What to work on.
Please write out, exactly as they appear, the line containing "from server configuration." and every line after it to the end of the records, and nothing more.

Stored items
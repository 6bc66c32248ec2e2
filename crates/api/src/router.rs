//! Shared application router builder.
//!
//! Provides [`build_app_router`] so both the production binary (`main.rs`)
//! and integration tests (`tests/common/mod.rs`) use the exact same
//! middleware stack.

use std::time::Duration;

use axum::http::header::{AUTHORIZATION, CONTENT_TYPE};
use axum::http::{HeaderName, Method, StatusCode};
use axum::Router;
use tower_http::catch_panic::CatchPanicLayer;
use tower_http::cors::CorsLayer;
use tower_http::request_id::{MakeRequestUuid, PropagateRequestIdLayer, SetRequestIdLayer};
use tower_http::timeout::TimeoutLayer;
use tower_http::trace::{DefaultMakeSpan, DefaultOnResponse, TraceLayer};
use tracing::Level;

use crate::config::ServerConfig;
use crate::routes;
use crate::state::AppState;

/// Build the full application [`Router`] with all middleware layers.
///
/// The middleware stack is applied bottom-up:
///
/// 1. CORS
/// 2. Set request ID on incoming requests
/// 3. Structured request/response tracing
/// 4. Propagate request ID to response
/// 5. Request timeout
/// 6. Panic recovery (catch panics, return 500)
pub fn build_app_router(state: AppState, config: &ServerConfig) -> Router {
    let cors = build_cors_layer(config);
    let request_id_header = HeaderName::from_static("x-request-id");

    Router::new()
        // Health check at root level (not under /api/v1).
        .merge(routes::health::router())
        // API v1 routes.
        .nest("/api/v1", routes::api_routes())
        // -- Middleware stack (applied bottom-up) --
        .layer(CatchPanicLayer::new())
        .layer(TimeoutLayer::with_status_code(
            StatusCode::REQUEST_TIMEOUT,
            Duration::from_secs(config.request_timeout_secs),
        ))
        .layer(PropagateRequestIdLayer::new(request_id_header.clone()))
        .layer(
            TraceLayer::new_for_http()
                .make_span_with(DefaultMakeSpan::new().level(Level::INFO))
                .on_response(DefaultOnResponse::new().level(Level::INFO)),
        )
        .layer(SetRequestIdLayer::new(request_id_header, MakeRequestUuid))
        .layer(cors)
        .with_state(state)
}

/// Build the CORS middleware layer from server configuration.
///
/// Panics at startup if any configured origin is invalid, which is the
/// desired behaviour -- we want misconfiguration to fail fast.
pub fn build_cors_layer(config: &ServerConfig) -> CorsLayer {
    let origins: Vec<_> = config
        .cors_origins
        .iter()
        .map(|o| {
            o.parse()
                .unwrap_or_else(|e| panic!("Invalid CORS origin '{o}': {e}"))
        })
        .collect();

    CorsLayer::new()
        .allow_origin(origins)
        .allow_methods([
            Method::GET,
            Method::POST,
            Method::PUT,
            Method::DELETE,
            Method::PATCH,
        ])
        .allow_headers([CONTENT_TYPE, AUTHORIZATION])
        .allow_credentials(true)
        .max_age(Duration::from_secs(3600))
}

Exercise output.
/// Build the CORS middleware layer from server configuration.
///
/// Panics at startup if any configured origin is invalid, which is the
/// desired behaviour -- we want misconfiguration to fail fast.
pub fn build_cors_layer(config: &ServerConfig) -> CorsLayer {
    let origins: Vec<_> = config
        .cors_origins
        .iter()
        .map(|o| {
            o.parse()
                .unwrap_or_else(|e| panic!("Invalid CORS origin '{o}': {e}"))
        })
        .collect();

    CorsLayer::new()
        .allow_origin(origins)
        .allow_methods([
            Method::GET,
            Method::POST,
            Method::PUT,
            Method::DELETE,
            Method::PATCH,
        ])
        .allow_headers([CONTENT_TYPE, AUTHORIZATION])
        .allow_credentials(true)
        .max_age(Duration::from_secs(3600))
}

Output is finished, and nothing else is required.